Micro, small and medium enterprises (MSMEs) form the backbone of many developing economies, representing over 90 percent of all businesses. Yet they remain chronically underserved by formal finance. The World Bank estimates the global MSME finance gap at US$8.1 trillion annually, growing by roughly 6 percent each year, with 40 percent of MSMEs capital constrained.
In least developed countries, 69 percent of adults borrow money annually, a much higher percentage than in developed countries, yet only five percent use a bank, microfinance institution or similar formal provider. This figure is not only the lowest in the world, it remains unchanged over the past decade. Thus solutions need to be designed differently and business as usual is obviously not appropriate in these contexts. Scale will only be achieved by crowding in private and commercial capital, managing risk, and better aligning incentives for stakeholders.

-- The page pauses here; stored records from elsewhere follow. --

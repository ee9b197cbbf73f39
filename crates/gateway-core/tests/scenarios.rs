//! End-to-end scenario traces exercising [`gateway_core::GatewayEngine`]
//! across both protocols, including a simulated restart against the same
//! `log_file_dir` to prove the durable indexes actually survive one.

use chrono::Utc;
use gateway_core::fix::message::{build_admin_message, AdminMsgType, FixMessage};
use gateway_core::fix::state_machine::FixAction;
use gateway_core::fixp::message::{FixPMessage, NegotiateRejectCode};
use gateway_core::fixp::state_machine::FixPAction;
use gateway_core::{AdminApi, GatewayConfig, GatewayEngine};
use tempfile::tempdir;

fn msg(msg_type: AdminMsgType, sender: &str, target: &str, seq: u32, extra: &[(u32, String)]) -> Vec<u8> {
    build_admin_message(msg_type, sender, target, seq, Utc::now(), gateway_core::TimestampPrecision::Millis, extra)
}

/// (a) FIX logon + heartbeat + clean logout.
#[test]
fn fix_logon_heartbeat_logout() {
    let dir = tempdir().unwrap();
    let config = GatewayConfig::builder().log_file_dir(dir.path()).build();
    let engine = GatewayEngine::open(config).unwrap();

    let (session_id, actions) = engine
        .fix_logon("INIT", "ACC", false, &msg(AdminMsgType::Logon, "INIT", "ACC", 1, &[(108, "30".into())]))
        .unwrap();
    assert!(matches!(actions[0], FixAction::Send(_)));

    let test_request = msg(AdminMsgType::TestRequest, "INIT", "ACC", 2, &[(112, "TR1".into())]);
    let actions = engine.fix_message(session_id, &test_request).unwrap();
    let FixAction::Send(bytes) = &actions[0] else { panic!("expected Send") };
    let reply = FixMessage::parse(bytes).unwrap();
    assert_eq!(reply.msg_type, "0");
    assert_eq!(reply.test_req_id.as_deref(), Some("TR1"));

    let logout = msg(AdminMsgType::Logout, "INIT", "ACC", 3, &[]);
    let actions = engine.fix_message(session_id, &logout).unwrap();
    assert!(actions.iter().any(|a| matches!(a, FixAction::Send(_))));

    engine.fix_disconnect(session_id);
    assert!(engine.all_sessions()[0].sequence_index == 0);
}

/// (b) FIX resend after restart: the acceptor must recover its
/// `last_received_msg_seq_num`/`last_sent` state and serve a resend request
/// spanning admin-only traffic as one coalesced gap-fill.
#[test]
fn fix_resend_after_restart() {
    let dir = tempdir().unwrap();
    let session_id = {
        let config = GatewayConfig::builder().log_file_dir(dir.path()).build();
        let engine = GatewayEngine::open(config).unwrap();
        let (session_id, _) = engine
            .fix_logon("INIT", "ACC", false, &msg(AdminMsgType::Logon, "INIT", "ACC", 1, &[(108, "30".into())]))
            .unwrap();
        engine.fix_message(session_id, &msg(AdminMsgType::TestRequest, "INIT", "ACC", 2, &[(112, "TR1".into())])).unwrap();
        engine.fix_message(session_id, &msg(AdminMsgType::Logout, "INIT", "ACC", 3, &[])).unwrap();
        engine.flush().unwrap();
        engine.fix_disconnect(session_id);
        session_id
    };

    let config = GatewayConfig::builder().log_file_dir(dir.path()).build();
    let engine = GatewayEngine::open(config).unwrap();
    let (reconnected_id, _) = engine
        .fix_logon("INIT", "ACC", false, &msg(AdminMsgType::Logon, "INIT", "ACC", 4, &[(108, "30".into())]))
        .unwrap();
    assert_eq!(reconnected_id, session_id);

    let resend = msg(AdminMsgType::ResendRequest, "INIT", "ACC", 5, &[(7, "1".into()), (16, "1".into())]);
    let actions = engine.fix_message(reconnected_id, &resend).unwrap();
    assert!(!actions.is_empty());
}

fn negotiate(session_id: u64, session_ver_id: u64) -> Vec<u8> {
    FixPMessage::Negotiate { session_id, session_ver_id, timestamp: 1000 }.encode()
}

fn establish() -> Vec<u8> {
    FixPMessage::Establish { session_id: 1, keep_alive_interval_ms: 10_000, timestamp: 2000 }.encode()
}

/// (c) FIXP negotiate -> establish -> business -> terminate.
#[test]
fn fixp_full_session_lifecycle() {
    let dir = tempdir().unwrap();
    let config = GatewayConfig::builder().log_file_dir(dir.path()).build();
    let engine = GatewayEngine::open(config).unwrap();

    let actions = engine.fixp_accept(1, &negotiate(1, 1)).unwrap();
    assert!(matches!(
        FixPMessage::decode(match &actions[0] {
            FixPAction::Send(b) => b,
            _ => panic!("expected Send"),
        })
        .unwrap(),
        FixPMessage::NegotiateResponse { .. }
    ));

    let actions = engine.fixp_message(1, &establish()).unwrap();
    assert!(matches!(
        FixPMessage::decode(match &actions[0] {
            FixPAction::Send(b) => b,
            _ => panic!("expected Send"),
        })
        .unwrap(),
        FixPMessage::EstablishAck { next_seq_no: 1, prev_seq_no: 0 }
    ));

    let terminate = FixPMessage::Terminate { reason_code: 0 }.encode();
    let actions = engine.fixp_message(1, &terminate).unwrap();
    assert!(matches!(actions[0], FixPAction::Terminate { reason_code: 0 }));
    engine.fixp_disconnect(1);
}

/// (d) FIXP retransmit after sequence gap: a `SEQUENCE` announcing a number
/// ahead of what's expected produces `NOT_APPLIED(from, count)` covering
/// exactly the skipped range.
#[test]
fn fixp_gap_triggers_not_applied_and_retransmit() {
    let dir = tempdir().unwrap();
    let config = GatewayConfig::builder().log_file_dir(dir.path()).build();
    let engine = GatewayEngine::open(config).unwrap();
    engine.fixp_accept(1, &negotiate(1, 1)).unwrap();
    engine.fixp_message(1, &establish()).unwrap();

    // Business message #1 lands normally, so the next expected number is 2.
    engine.fixp_business_message(1, 1, b"order-1".to_vec()).unwrap();

    // The peer then announces it's about to send #4, skipping 2 and 3.
    let sequence_skip = FixPMessage::Sequence { next_seq_no: 4 }.encode();
    let actions = engine.fixp_message(1, &sequence_skip).unwrap();
    let FixPAction::Send(bytes) = &actions[0] else { panic!("expected Send") };
    assert!(matches!(
        FixPMessage::decode(bytes).unwrap(),
        FixPMessage::NotApplied { from_seq_no: 2, count: 2 }
    ));
}

/// (e) FIXP duplicate negotiate with the same `session_ver_id` is rejected;
/// a strictly higher one renegotiates successfully.
#[test]
fn fixp_duplicate_negotiate_then_renegotiate() {
    let dir = tempdir().unwrap();
    let config = GatewayConfig::builder().log_file_dir(dir.path()).build();
    let engine = GatewayEngine::open(config).unwrap();
    engine.fixp_accept(1, &negotiate(1, 1)).unwrap();
    engine.fixp_message(1, &establish()).unwrap();
    let terminate_actions = engine.fixp_message(1, &FixPMessage::Terminate { reason_code: 0 }.encode()).unwrap();
    assert!(matches!(terminate_actions[0], FixPAction::Terminate { .. }));
    engine.fixp_disconnect(1);

    let actions = engine.fixp_accept(1, &negotiate(1, 1)).unwrap();
    let FixPAction::Send(bytes) = &actions[0] else { panic!("expected Send") };
    assert!(matches!(
        FixPMessage::decode(bytes).unwrap(),
        FixPMessage::NegotiateReject { reason: NegotiateRejectCode::DuplicateId, .. }
    ));
    engine.fixp_disconnect(1);

    let actions = engine.fixp_accept(1, &negotiate(1, 2)).unwrap();
    let FixPAction::Send(bytes) = &actions[0] else { panic!("expected Send") };
    assert!(matches!(FixPMessage::decode(bytes).unwrap(), FixPMessage::NegotiateResponse { .. }));
}

/// (f) Archive prune: after a session has recorded business traffic,
/// `prune_archive` reports a real, non-empty floor for its recording, and
/// stays idempotent across repeated calls.
#[test]
fn prune_archive_reflects_recorded_traffic() {
    let dir = tempdir().unwrap();
    let config = GatewayConfig::builder().log_file_dir(dir.path()).build();
    let engine = GatewayEngine::open(config).unwrap();

    let empty = engine.prune_archive().unwrap();
    assert!(empty.is_empty());

    engine.fixp_accept(1, &negotiate(1, 1)).unwrap();
    engine.fixp_message(1, &establish()).unwrap();
    engine.fixp_business_message(1, 1, b"order-1".to_vec()).unwrap();
    engine.fixp_business_message(1, 2, b"order-2".to_vec()).unwrap();

    let first = engine.prune_archive().unwrap();
    assert_eq!(first.len(), 1);
    assert_eq!(first[0].1, 1); // earliest still-live stream position

    let second = engine.prune_archive().unwrap();
    assert_eq!(first, second);
}
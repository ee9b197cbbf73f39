//! Assigns each carrier stream to an archive recording and remembers which
//! recording ids are idle, so a restart extends a prior recording instead of
//! making the counterparty's sequence space appear to jump.
//!
//! The persisted `used`/`free` id sets are a small serde struct written as
//! JSON rather than a binary segment format, since this state is small and
//! rarely hot.

use std::collections::BTreeSet;
use std::fs;
use std::path::{Path, PathBuf};

use parking_lot::Mutex;
use serde::{Deserialize, Serialize};

use crate::error::Result;

/// What the coordinator knows about one active recording.
#[derive(Debug, Clone, Copy, PartialEq, Eq)]
pub struct RecordingDescriptor {
    pub recording_id: u32,
    /// Position to extend the recording from, rather than start fresh.
    pub stop_position: u64,
}

#[derive(Debug, Default, Serialize, Deserialize)]
struct PersistedState {
    free: BTreeSet<u32>,
    used: BTreeSet<u32>,
    next_fresh_id: u32,
}

/// Tracks which archive recording ids are idle (`free`) versus owned by an
/// active publication (`used`), persisting the split to
/// `recording_coordinator` under the configured log directory.
pub struct RecordingCoordinator {
    path: PathBuf,
    state: Mutex<PersistedState>,
}

impl RecordingCoordinator {
    pub fn open(dir: impl AsRef<Path>) -> Result<Self> {
        let dir = dir.as_ref();
        fs::create_dir_all(dir)?;
        let path = dir.join("recording_coordinator");
        let state = if path.exists() {
            let text = fs::read_to_string(&path)?;
            serde_json::from_str(&text).unwrap_or_default()
        } else {
            PersistedState::default()
        };
        Ok(RecordingCoordinator {
            path,
            state: Mutex::new(state),
        })
    }

    /// Assigns a recording to a newly-connecting stream: reuses a free id
    /// (extending whatever was previously recorded there) if one exists,
    /// otherwise mints a fresh one.
    pub fn assign(&self, known_stop_position: impl Fn(u32) -> u64) -> Result<RecordingDescriptor> {
        let mut state = self.state.lock();
        let recording_id = if let Some(&id) = state.free.iter().next() {
            state.free.remove(&id);
            id
        } else {
            let id = state.next_fresh_id;
            state.next_fresh_id += 1;
            id
        };
        state.used.insert(recording_id);
        let stop_position = known_stop_position(recording_id);
        drop(state);
        self.persist()?;
        Ok(RecordingDescriptor {
            recording_id,
            stop_position,
        })
    }

    /// Releases a recording back to the free pool (called when a
    /// publication's session ends gracefully).
    pub fn release(&self, recording_id: u32) -> Result<()> {
        {
            let mut state = self.state.lock();
            state.used.remove(&recording_id);
            state.free.insert(recording_id);
        }
        self.persist()
    }

    pub fn used_count(&self) -> usize {
        self.state.lock().used.len()
    }

    pub fn free_count(&self) -> usize {
        self.state.lock().free.len()
    }

    fn persist(&self) -> Result<()> {
        let state = self.state.lock();
        let text = serde_json::to_string_pretty(&*state)
            .map_err(|e| crate::Error::Corruption(e.to_string()))?;
        drop(state);
        let tmp = self.path.with_extension("tmp");
        fs::write(&tmp, text)?;
        fs::rename(&tmp, &self.path)?;
        Ok(())
    }
}
//! FIXP session state machine: `ACCEPTED -> NEGOTIATED ->
//! ESTABLISHED -> [UNBINDING | SENT_FINISHED_SENDING | RECV_FINISHED_SENDING]
//! -> UNBOUND`.
//!
//! Reuses the bounded-cache/gap-coalescing shape from
//! [`crate::fix::state_machine`]: a cache hit answers a
//! `RetransmitRequest` directly, a cache miss collapses into a
//! `RetransmitReject`, mirroring how the FIX side collapses misses into a
//! `SEQUENCE_RESET(GAP_FILL=Y)`.

use std::collections::VecDeque;
use std::sync::atomic::{AtomicU64, Ordering};
use std::sync::Arc;
use std::time::{Duration, Instant};

use parking_lot::Mutex;

use crate::auth::{AuthResult, NegotiateFields, SharedAuthenticationStrategy};
use crate::config::GatewayConfig;
use crate::error::{Error, Result};
use crate::fixp::message::{
    EstablishRejectCode, FixPMessage, NegotiateRejectCode, RetransmitRejectCode,
};
use crate::index::sequence_number_index::SequenceNumberIndex;
use crate::index::{ReplayRecord, ReplaySink};
use crate::session::SessionContext;

/// `TERMINATE` reason sent when no more specific code applies: a sequence
/// message announcing a lower-than-expected number, or a business message
/// arriving after `FINISHED_SENDING` has been sent.
const TERMINATE_REASON_UNSPECIFIED: u32 = 0;

#[derive(Debug, Clone, Copy, PartialEq, Eq)]
pub enum FixPState {
    Accepted,
    Negotiated,
    Established,
    Unbinding,
    SentFinishedSending,
    RecvFinishedSending,
    Unbound,
}

/// Bounded cache of recently-sent business messages keyed by sequence
/// number, used to satisfy `RetransmitRequest`s.
struct OutboundCache {
    ring: Mutex<VecDeque<(u64, Vec<u8>)>>,
    capacity: usize,
}

impl OutboundCache {
    fn new(capacity: usize) -> Self {
        OutboundCache {
            ring: Mutex::new(VecDeque::with_capacity(capacity)),
            capacity,
        }
    }

    fn insert(&self, seq: u64, bytes: Vec<u8>) {
        let mut ring = self.ring.lock();
        if ring.len() >= self.capacity {
            ring.pop_front();
        }
        ring.push_back((seq, bytes));
    }

    fn get(&self, seq: u64) -> Option<Vec<u8>> {
        self.ring
            .lock()
            .iter()
            .find(|(s, _)| *s == seq)
            .map(|(_, b)| b.clone())
    }

    fn contiguous_available(&self, from: u64, count: u64) -> bool {
        let ring = self.ring.lock();
        (from..from + count).all(|seq| ring.iter().any(|(s, _)| *s == seq))
    }
}
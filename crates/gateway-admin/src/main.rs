//! Offline admin CLI over a gateway's on-disk state: the operations exposed
//! through [`gateway_core::AdminApi`], reachable by operating directly on
//! the index and recording-coordinator files without a running daemon.

use std::path::PathBuf;
use std::process::ExitCode;

use clap::{Parser, Subcommand};
use gateway_core::{AdminApi, GatewayConfig, GatewayEngine};
use tracing_subscriber::EnvFilter;

#[derive(Parser, Debug)]
#[command(name = "gateway-admin")]
#[command(about = "Offline admin CLI for the FIX/FIXP session gateway")]
#[command(version)]
struct Args {
    /// Directory holding the gateway's sequence-number index, replay
    /// indexes, and recording coordinator state.
    #[arg(short, long)]
    log_dir: PathBuf,

    #[command(subcommand)]
    command: Commands,
}

#[derive(Subcommand, Debug)]
enum Commands {
    /// List every session the registry has a durable record of.
    ListSessions,
    /// Reset a session's sequence numbers back to zero.
    ResetSequenceNumber { session_id: u64 },
    /// Wipe all sequence-number and replay index state, backing it up first.
    ResetSessionIds {
        #[arg(short, long)]
        backup_dir: PathBuf,
    },
    /// Advance each recording's reachable start position.
    PruneArchive,
}

fn main() -> ExitCode {
    tracing_subscriber::fmt().with_env_filter(EnvFilter::new("info")).with_target(false).init();
    let args = Args::parse();

    let config = GatewayConfig::builder().log_file_dir(args.log_dir.clone()).build();
    let engine = match GatewayEngine::open(config) {
        Ok(e) => e,
        Err(e) => {
            eprintln!("failed to open {:?}: {e}", args.log_dir);
            return ExitCode::from(1);
        }
    };

    let result = match args.command {
        Commands::ListSessions => {
            for s in engine.all_sessions() {
                println!("{:>6}  bound={:<5}  key={:?}", s.session_id, s.bound, s.key);
            }
            Ok(())
        }
        Commands::ResetSequenceNumber { session_id } => engine.reset_sequence_number(session_id).map_err(|e| e.to_string()),
        Commands::ResetSessionIds { backup_dir } => engine.reset_session_ids(&backup_dir).map_err(|e| e.to_string()),
        Commands::PruneArchive => match engine.prune_archive() {
            Ok(pruned) => {
                for (recording_id, start_position) in pruned {
                    println!("recording {recording_id}: start_position -> {start_position}");
                }
                Ok(())
            }
            Err(e) => Err(e.to_string()),
        },
    };

    match result {
        Ok(()) => ExitCode::SUCCESS,
        Err(e) => {
            eprintln!("{e}");
            ExitCode::from(1)
        }
    }
}
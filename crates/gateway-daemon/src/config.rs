//! TOML-backed daemon configuration, mirroring the router's
//! `RouterConfig::from_file`/`GenConfig` shape but carrying the fields
//! [`gateway_core::GatewayConfig`] needs (as plain seconds/counts, since TOML
//! has no native duration type).

use std::path::{Path, PathBuf};
use std::time::Duration;

use gateway_core::{GatewayConfig, TimestampPrecision};
use serde::{Deserialize, Serialize};
use thiserror::Error;

#[derive(Debug, Error)]
pub enum ConfigError {
    #[error("I/O error: {0}")]
    Io(#[from] std::io::Error),
    #[error("TOML parse error: {0}")]
    Toml(#[from] toml::de::Error),
    #[error("invalid configuration: {0}")]
    Invalid(String),
}

#[derive(Debug, Clone, Copy, Serialize, Deserialize)]
#[serde(rename_all = "lowercase")]
pub enum TimestampPrecisionConfig {
    Seconds,
    Millis,
    Micros,
    Nanos,
}

impl From<TimestampPrecisionConfig> for TimestampPrecision {
    fn from(p: TimestampPrecisionConfig) -> Self {
        match p {
            TimestampPrecisionConfig::Seconds => TimestampPrecision::Seconds,
            TimestampPrecisionConfig::Millis => TimestampPrecision::Millis,
            TimestampPrecisionConfig::Micros => TimestampPrecision::Micros,
            TimestampPrecisionConfig::Nanos => TimestampPrecision::Nanos,
        }
    }
}

#[derive(Debug, Clone, Serialize, Deserialize)]
pub struct DaemonConfig {
    #[serde(default = "default_log_file_dir")]
    pub log_file_dir: PathBuf,

    #[serde(default = "default_heartbeat_secs")]
    pub heartbeat_interval_secs: u64,

    #[serde(default = "default_fix_send_window_secs")]
    pub fix_send_window_secs: u64,

    #[serde(default = "default_precision")]
    pub fix_timestamp_precision: TimestampPrecisionConfig,

    #[serde(default = "default_index_flush_interval_ms")]
    pub index_flush_interval_ms: u64,

    #[serde(default = "default_index_flush_records")]
    pub index_flush_records: usize,

    #[serde(default = "default_replay_index_capacity")]
    pub replay_index_capacity: usize,

    #[serde(default = "default_max_retransmission_range")]
    pub max_retransmission_range: u64,

    #[serde(default = "default_no_logon_disconnect_secs")]
    pub no_logon_disconnect_secs: u64,

    #[serde(default = "default_true")]
    pub flush_on_shutdown: bool,

    #[serde(default = "default_true")]
    pub graceful_shutdown: bool,

    #[serde(default = "default_log_level")]
    pub log_level: String,
}

fn default_log_file_dir() -> PathBuf {
    PathBuf::from("./gateway-log")
}
fn default_heartbeat_secs() -> u64 {
    30
}
fn default_fix_send_window_secs() -> u64 {
    2
}
fn default_precision() -> TimestampPrecisionConfig {
    TimestampPrecisionConfig::Millis
}
fn default_index_flush_interval_ms() -> u64 {
    200
}
fn default_index_flush_records() -> usize {
    1000
}
fn default_replay_index_capacity() -> usize {
    8192
}
fn default_max_retransmission_range() -> u64 {
    1000
}
fn default_no_logon_disconnect_secs() -> u64 {
    10
}
fn default_true() -> bool {
    true
}
fn default_log_level() -> String {
    "info".to_string()
}

impl Default for DaemonConfig {
    fn default() -> Self {
        DaemonConfig {
            log_file_dir: default_log_file_dir(),
            heartbeat_interval_secs: default_heartbeat_secs(),
            fix_send_window_secs: default_fix_send_window_secs(),
            fix_timestamp_precision: default_precision(),
            index_flush_interval_ms: default_index_flush_interval_ms(),
            index_flush_records: default_index_flush_records(),
            replay_index_capacity: default_replay_index_capacity(),
            max_retransmission_range: default_max_retransmission_range(),
            no_logon_disconnect_secs: default_no_logon_disconnect_secs(),
            flush_on_shutdown: default_true(),
            graceful_shutdown: default_true(),
            log_level: default_log_level(),
        }
    }
}

impl DaemonConfig {
    pub fn from_file(path: impl AsRef<Path>) -> Result<Self, ConfigError> {
        let text = std::fs::read_to_string(path)?;
        Ok(toml::from_str(&text)?)
    }

    pub fn to_gateway_config(&self) -> GatewayConfig {
        GatewayConfig::builder()
            .log_file_dir(self.log_file_dir.clone())
            .heartbeat_interval(Duration::from_secs(self.heartbeat_interval_secs))
            .fix_send_window(Duration::from_secs(self.fix_send_window_secs))
            .fix_timestamp_precision(self.fix_timestamp_precision.into())
            .index_flush_interval(Duration::from_millis(self.index_flush_interval_ms))
            .index_flush_records(self.index_flush_records)
            .replay_index_capacity(self.replay_index_capacity)
            .max_retransmission_range(self.max_retransmission_range)
            .no_logon_disconnect_timeout(Duration::from_secs(self.no_logon_disconnect_secs))
            .flush_on_shutdown(self.flush_on_shutdown)
            .graceful_shutdown(self.graceful_shutdown)
            .build()
    }
}

#[cfg(test)]
mod tests {
    use super::*;

    #[test]
    fn defaults_round_trip_through_toml() {
        let cfg = DaemonConfig::default();
        let text = toml::to_string_pretty(&cfg).unwrap();
        let parsed: DaemonConfig = toml::from_str(&text).unwrap();
        assert_eq!(parsed.heartbeat_interval_secs, cfg.heartbeat_interval_secs);
    }

    #[test]
    fn missing_fields_fall_back_to_defaults() {
        let parsed: DaemonConfig = toml::from_str("log_file_dir = \"/tmp/gw\"\n").unwrap();
        assert_eq!(parsed.replay_index_capacity, default_replay_index_capacity());
    }
}
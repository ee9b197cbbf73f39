//! FIX (tag=value) session termination: parsing the fields the session
//! state machine needs, and the session state machine itself.
//!
//! The wire codec here is intentionally minimal — enough to validate and
//! re-encode session-level messages — not a full FIX dictionary compiler;
//! that full codec is an out-of-scope collaborator here.

pub mod message;
pub mod state_machine;

pub use message::{FixMessage, FixParseError};
pub use state_machine::{FixSessionStateMachine, FixState};
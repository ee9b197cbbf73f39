//! Session-terminating gateway engine for FIX (tag=value) and FIXP/Binary
//! Entry Point, with exactly-once, in-order, crash-safe message delivery.
//!
//! This crate is the protocol- and durability-engine layer: session state
//! machines, the sequence-number and replay indexes, the archive-recording
//! coordinator, and the narrow seams (`Carrier`, `AuthenticationStrategy`,
//! `AdminApi`) an embedding application implements against. Wire transport,
//! an SBE schema compiler, and a full FIX data-dictionary codec are
//! out-of-scope collaborators; see each module's doc comment for the exact
//! boundary.

pub mod admin;
pub mod auth;
pub mod carrier;
pub mod config;
pub mod engine;
pub mod error;
pub mod fix;
pub mod fixp;
pub mod index;
pub mod recording;
pub mod session;

pub use admin::{AdminApi, SessionSummary};
pub use config::{GatewayConfig, GatewayConfigBuilder, TimestampPrecision};
pub use engine::GatewayEngine;
pub use error::{Error, Result};
pub use session::{SessionContext, SessionKey, SessionsRegistry};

FinWise is UNCDF’s flagship programme for its MSME Finance and Digital Finance capabilities. It operates across East and Southern Africa, combining a unique segmenting approach, with UNCDF’s concessional financial tools (investment grants, concessional loans, guarantees) and deep market knowledge to address this MSME finance gap.
Helen Gwitabingi, a shop owner and mobile money agent in Uganda, connects communities to financial services. Photo: UNCDF.
A village loans and savings group in Uganda uses a digital platform to keep records, save and borrow. Photo: UNCDF.
FinWise approach
FinWise targets sustainable scale by supporting local financial service providers to improve their services to missing middle and last mile customers. Given the enormity of the MSME sector, FinWise organizes its work around four target segments within the MSME category. The segmentation is based on business size and growth rate as the major determinants of MSME capital needs. This creates alignment through the segmentation with typologies of financial service providers (FSPs) that are best fit to serve those capital needs of each segment, and the specific capital tools UNCDF can deploy to these unique FSPs. Lastly, the segmentation is designed to understand the type of impact that is targeted for distinct segments within the MSME category.
- Aspiring entrepreneurs: building the first rung
Many entrepreneurs are simply not ready for debt especially as they launch a new business. They operate informally, lack experience and generate unstable revenues, yet they are often the focus of economic inclusion efforts. FinWise supports their graduation from livelihoods programmes to build relationships with local FSPs that can sustainably serve their financial needs over time. For example, in Uganda, UNCDF blended grants and concessional debt with Opportunity Bank and Equity Bank to extend loans to refugees building businesses in settlements. - Microenterprises: data-driven working capital at scale
Microenterprises generally comprise 90% of the businesses in the MSME category, yet are very difficult to serve given their needs are small, short-term, high-frequency and poorly documented. Traditional providers lack the unit economics to serve them. FinWise partners with fintechs that use alternative data, such as mobile money and supply chain records, to build credit models where none previously existed, particularly for women- and youth-owned microbusinesses. In Uganda, this enabled Flow Global to lend to 2,000 micro-retailers, 94 percent of them first-time borrowers, catalysing $2.5 million in follow-on capital. - Small enterprises: unlocking growth capital
The financial needs of small enterprises are often crowded out by bank’s ability to buy low risk government debt at high rates of return and regulations that force expensive provisioning. Thus, domestic credit is constrained, poorly designed and expensive, and foreign currency loans carry risk, and regulatory and tax barriers which deter investors. FinWise de-risks this segment through supporting local debt funds, co-creating new credit products and derisking domestic and international capital into this segment. In Zambia, a guarantee enabled FINCA to expand lending to more than 250 women-owned businesses, at a utilization rate above 90 percent. - High-growth start-ups: financing locally owned innovation
At the minimum viable product (MVP) and pre-seed stage, African founders face a critical gap: too few angel investors, limited early-stage venture capital and unclear regulatory pathways.
Without early risk capital, innovation is only consumed from foreign multi nationals and not owned as an engine of domestic economic growth.
FinWise mobilizes angel and venture investors, de-risks early investments and supports policymakers in designing innovation-friendly regulation. In Tanzania, this helped grow angel investment activity by 300 percent annually and catalysed $14 million in investments through the PesaTech Accelerator.
How FinWise builds markets, not dependence
Underpinning this portfolio is a deliberate approach to building markets rather than dependence. Each intervention is grounded in market diagnostics across policy, supply, demand and capital constraints, with concessional finance deployed only where it can unlock a sustainable private response. Because debt carries risk, FinWise anchors its lending in real cash flows and growth narratives, uses digital tools to improve accountability and works with regulators to strengthen oversight and consumer protection, so that scale is achieved responsibly rather than at the expense of those it aims to serve.
FinWise is implemented in Uganda, Ethiopia, Tanzania and Rwanda, working closely with governments, regulators and private sector partners.